Gdy parę dni temu po raz pierwszy od dłuższego czasu porządnie się wyspałam, zobaczyłam przed sobą drogę, którą trzeba wędrować.
Jak zew.
Jak natchnienie.
Czuć żądze w styczniu to jest coś.
Na południe od Berlina zdaje się być trochę bliżej słońca. Droga 66 jezior, jej kawałek, który łamiemy skuszeni poszarpanymi rozmiarami jeziora Blankensee.
Stücken-Blankensee-Körzin-Stücken.
Ładnych 16 kilometrów.
Przed nami zielona, rozpromieniona przestrzeń. Śpiące jeszcze pola, po których można przedzierać się dzielnie, przydrożne drzewa zachęcające do wspinania się beztroskiego, parę domków, w których kryją się żyjący na odludziu bliźni i mroźny, zacinający przeszywającym zimnem wiatr.

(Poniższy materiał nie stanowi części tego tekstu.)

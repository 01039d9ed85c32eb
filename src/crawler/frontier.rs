//! Crawl frontier
//!
//! Tracks which URLs have been dispatched and which are still waiting.
//! A URL moves to the visited set the moment it is handed out, so the
//! visited and pending sets are disjoint by construction and a URL is
//! dispatched at most once per frontier lifetime.

use std::collections::{HashSet, VecDeque};
use url::Url;

/// Deduplicating work queue for one crawl pass
#[derive(Debug, Default)]
pub struct Frontier {
    visited: HashSet<Url>,
    pending: VecDeque<Url>,
    pending_set: HashSet<Url>,
}

impl Frontier {
    /// Creates an empty frontier
    pub fn new() -> Self {
        Self::default()
    }

    /// Offers a URL for crawling
    ///
    /// Returns `true` if the URL was accepted, `false` if it was already
    /// visited or already pending.
    pub fn offer(&mut self, url: Url) -> bool {
        if self.visited.contains(&url) || self.pending_set.contains(&url) {
            return false;
        }
        self.pending_set.insert(url.clone());
        self.pending.push_back(url);
        true
    }

    /// Takes the next URL to dispatch, marking it visited
    pub fn next(&mut self) -> Option<Url> {
        let url = self.pending.pop_front()?;
        self.pending_set.remove(&url);
        self.visited.insert(url.clone());
        debug_assert!(self.visited.is_disjoint(&self.pending_set));
        Some(url)
    }

    /// URLs dispatched so far
    pub fn visited(&self) -> &HashSet<Url> {
        &self.visited
    }

    /// Number of URLs dispatched so far
    pub fn visited_len(&self) -> usize {
        self.visited.len()
    }

    /// Number of URLs still waiting to be dispatched
    pub fn pending_len(&self) -> usize {
        self.pending.len()
    }

    /// True once nothing is waiting to be dispatched
    pub fn is_idle(&self) -> bool {
        self.pending.is_empty()
    }
}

W Blankensee jest pożądana przez wędrowców piekarnia, jednorazowy kubek z ciepłym napojem ogrzewa nie tylko zmarznięte palce, a słodycz zakupionych wypieków dodaje energii i gdzieś zapodzianego zapału. Marzy się nam nawet zakopany pod kolcowojem po lewej stronie kaplicy skarb, który tak zapalczywie próbował wydobyć przybyły na koniu z Berlina Herr von Thümen. Już jego przodek zmierzał się z legendą 100 lat wcześniej, równie bezskutecznie. Skarb ma się dobrze skryty na dnie jeziora.
W wiosce jest ładny dworek, wybudowany prawdopodobnie na fundamentach niemieckiego zamku i jeszcze ładniejszy, jakże romantyczny nawet o tej porze roku, park. Jak się tu wejdzie to myśli się od razu o zaręczynach...albo ślubie...białym rumaku...kochanku...bratanku...ech...Ta atmosfera udzieliła się może i panu Józefowi Weißenbergowi, któremu udało się tutaj stworzyć małą, religijną, pokojową wspólnotę kościoła johannickiego. Istnieje ona do dziś, a Friedensstadt, w którym mieli żyć wyznawcy "w pokoju ze sobą i całym światem" od zmiany systemowej pomału się odradza. Nie pasowało to ani nazistom, ani później systemowi DDR. Ideologie przeminęły, a wyznawcy tego małego kościoła spotykają się tutaj do dziś.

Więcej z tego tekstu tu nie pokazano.